El ejército de los Estados Unidos ha consumido casi cuatro quintas partes de su inventario de interceptores para el sistema de defensa antimisiles THAAD, una revelación que surge mientras altos mandos del Pentágono advierten sobre reservas de municiones en niveles críticos.
Según informes exclusivos obtenidos por la cadena CNN, este desgaste militar es consecuencia directa de la intensa actividad bélica durante la guerra con Irán, iniciada el pasado 28 de febrero, lo que ha generado una profunda preocupación en la administración de Donald Trump sobre la sostenibilidad de futuras operaciones de combate.
El informe de inventario, difundido por el medio estadounidense, detalla que el despliegue masivo de armamento durante la fase conocida como Operación Furia Épica ha reducido drásticamente las capacidades defensivas del país.
Antes de que estallara el conflicto, el arsenal contaba con unos 452 misiles THAAD y aproximadamente 2200 proyectiles del sistema Patriot; sin embargo, en la actualidad se ha utilizado cerca de la mitad de los interceptores Patriot y casi el 80% de los THAAD, un sistema móvil diseñado para proteger áreas extensas contra amenazas balísticas.
Implicaciones estratégicas y cancelación de ataques
La escasez de armamento de precisión ha comenzado a dictar el rumbo de la política exterior de la Casa Blanca.
Durante el pasado fin de semana, el presidente Trump decidió cancelar una serie de ataques masivos previstos contra infraestructura energética en Irán tras ser persuadido por asesores que señalaron los riesgos de una escalada sin el respaldo de un arsenal suficiente.
A esta preocupación se sumaron los temores de los aliados del Golfo, quienes dependen de la tecnología de defensa aérea de EE. UU. para interceptar posibles represalias mediante drones suicidas y misiles de largo alcance.
“La falta de interceptores implica que los ataques convencionales pueden resultar contraproducentes si los drones suicidas empiezan a llegar en masa”, declaró a CNN una fuente familiarizada con la situación del arsenal.

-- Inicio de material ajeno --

//! Listener identity and the iteration-safe listener registry.
//!
//! Models and host widgets both keep their subscribers in a [`Listeners`]
//! registry. Every registration gets a [`ListenerId`]; the id is what a
//! mutator receives as its change origin, so suppression compares handles,
//! never callback values.

use std::fmt;
use std::panic::{self, AssertUnwindSafe};
use std::sync::atomic::{AtomicUsize, Ordering};
use std::sync::{Arc, RwLock};

use crate::error::extract_panic_message;

/// Handle of one registered listener.
#[derive(Debug, Clone, Copy, PartialEq, Eq, Hash)]
pub struct ListenerId(usize);

impl ListenerId {
    fn next() -> Self {
        static COUNTER: AtomicUsize = AtomicUsize::new(0);
        Self(COUNTER.fetch_add(1, Ordering::SeqCst))
    }
}

impl fmt::Display for ListenerId {
    fn fmt(&self, f: &mut fmt::Formatter<'_>) -> fmt::Result {
        write!(f, "__listener_{}", self.0)
    }
}

/// Registry of callbacks of type `A` (usually a `dyn Fn(..)`).
///
/// Dispatch works on a snapshot taken before the first callback runs, so
/// callbacks may add or remove listeners freely. A listener removed while a
/// pass is running is skipped for the remainder of that pass.
pub(crate) struct Listeners<A: ?Sized> {
    entries: RwLock<Vec<(ListenerId, Arc<A>)>>,
}

impl<A: ?Sized> Listeners<A> {
    pub(crate) fn new() -> Self {
        Self {
            entries: RwLock::new(Vec::new()),
        }
    }

    /// Register a callback and return its handle.
    pub(crate) fn add(&self, listener: Arc<A>) -> ListenerId {
        let id = ListenerId::next();
        match self.entries.write() {
            Ok(mut guard) => guard.push((id, listener)),
            Err(poisoned) => poisoned.into_inner().push((id, listener)),
        }
        id
    }

    /// Remove a callback. Returns false if it was not registered.
    pub(crate) fn remove(&self, id: ListenerId) -> bool {
        let mut guard = match self.entries.write() {
            Ok(guard) => guard,
            Err(poisoned) => poisoned.into_inner(),
        };
        let before = guard.len();
        guard.retain(|(entry, _)| *entry != id);
        guard.len() != before
    }

    pub(crate) fn contains(&self, id: ListenerId) -> bool {
        self.entries
            .read()
            .map(|guard| guard.iter().any(|(entry, _)| *entry == id))
            .unwrap_or(false)
    }

    pub(crate) fn len(&self) -> usize {
        self.entries.read().map(|guard| guard.len()).unwrap_or(0)
    }

    fn snapshot(&self) -> Vec<(ListenerId, Arc<A>)> {
        self.entries
            .read()
            .map(|guard| guard.clone())
            .unwrap_or_default()
    }

    /// Run `call` for every listener except `origin`.
    ///
    /// A panicking listener is logged and the pass continues with the next
    /// one. Returns the number of listeners that were invoked.
    pub(crate) fn dispatch(&self, origin: Option<ListenerId>, mut call: impl FnMut(&A)) -> usize {
        let mut invoked = 0;
        for (id, listener) in self.snapshot() {
            if Some(id) == origin || !self.contains(id) {
                continue;
            }
            invoked += 1;
            let outcome = panic::catch_unwind(AssertUnwindSafe(|| call(&*listener)));
            if let Err(payload) = outcome {
                log::error!(
                    "Listener {} panicked, continuing notification: {}",
                    id,
                    extract_panic_message(&payload)
                );
            }
        }
        invoked
    }
}

impl<A: ?Sized> fmt::Debug for Listeners<A> {
    fn fmt(&self, f: &mut fmt::Formatter<'_>) -> fmt::Result {
        f.debug_struct("Listeners")
            .field("count", &self.len())
            .finish()
    }
}

#[cfg(test)]
mod tests {
    use std::sync::Mutex;

    use super::*;

    type Callback = dyn Fn(&Mutex<Vec<usize>>) + Send + Sync;

    #[test]
    fn test_dispatch_skips_origin() {
        let listeners: Listeners<Callback> = Listeners::new();
        let first = listeners.add(Arc::new(|log: &Mutex<Vec<usize>>| {
            log.lock().unwrap().push(1)
        }));
        listeners.add(Arc::new(|log: &Mutex<Vec<usize>>| log.lock().unwrap().push(2)));

        let log = Mutex::new(Vec::new());
        let invoked = listeners.dispatch(Some(first), |l| l(&log));

        assert_eq!(invoked, 1);
        assert_eq!(*log.lock().unwrap(), vec![2]);
    }

    #[test]
    fn test_dispatch_preserves_registration_order() {
        let listeners: Listeners<Callback> = Listeners::new();
        for n in 0..4 {
            listeners.add(Arc::new(move |log: &Mutex<Vec<usize>>| {
                log.lock().unwrap().push(n)
            }));
        }

        let log = Mutex::new(Vec::new());
        listeners.dispatch(None, |l| l(&log));

        assert_eq!(*log.lock().unwrap(), vec![0, 1, 2, 3]);
    }

    #[test]
    fn test_remove_unknown_id() {
        let listeners: Listeners<Callback> = Listeners::new();
        let id = listeners.add(Arc::new(|_: &Mutex<Vec<usize>>| {}));
        assert!(listeners.remove(id));
        assert!(!listeners.remove(id));
        assert_eq!(listeners.len(), 0);
    }

    #[test]
    fn test_listener_id_display() {
        let id = ListenerId(7);
        assert_eq!(id.to_string(), "__listener_7");
    }
}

Mientras el estratégico estrecho de Ormuz permanece cerrado y el cerco naval continúa, la Casa Blanca insiste en que el arsenal disponible es suficiente para cumplir los objetivos estratégicos
La respuesta oficial y los retos de producción
Pese a los datos sobre el vaciamiento de los depósitos, portavoces del gobierno han intentado proyectar una imagen de fortaleza institucional.
De acuerdo a CNN, el Departamento de Defensa ha acelerado contratos para impulsar la fabricación de motores de cohetes, aunque analistas del Centro de Estudios Estratégicos e Internacionales estiman que restaurar los niveles previos a la guerra para el sistema THAAD podría tomar al menos tres años.
La cadena estadounidense señala que la situación es compleja debido a que el ritmo de producción actual es de apenas 20 misiles Patriot y 15 Tomahawks mensuales, cifras que resultan insuficientes ante el elevado ritmo de consumo registrado en el frente.
En el plano diplomático, el mandatario estadounidense ha calificado el momento actual como la «última oportunidad» para que Teherán firme un acuerdo de paz, tras el fracaso del memorando de entendimiento del 17 de junio.
Mientras el estratégico estrecho de Ormuz permanece cerrado y el cerco naval continúa, la Casa Blanca insiste en que el arsenal disponible es suficiente para cumplir los objetivos estratégicos, a pesar de que el uso excesivo de misiles Tomahawk y otras armas de largo alcance sugiere un panorama logístico mucho más ajustado para enfrentar conflictos simultáneos con otras potencias.
CNN se comunicó con el portavoz principal del Pentágono, Sean Parnell, para consultarle sobre la situación de los sistemas antimisiles y este respondió a través de un comunicado: “El ejército estadounidense es el más poderoso del mundo y tiene todo lo necesario para actuar en el momento y lugar que elija el presidente”.
En esa misma línea, la portavoz de la Casa Blanca, Anna Kelly, dijo a la cadena de noticias que la Operación Furia Épica «ha puesto al descubierto lo que sucede cuando uno se mete con Estados Unidos» y que aún así, «el Presidente (Donald Trump) ha instado a nuestros contratistas de defensa a producir constantemente más armas fabricadas en Estados Unidos, que son las mejores del mundo”.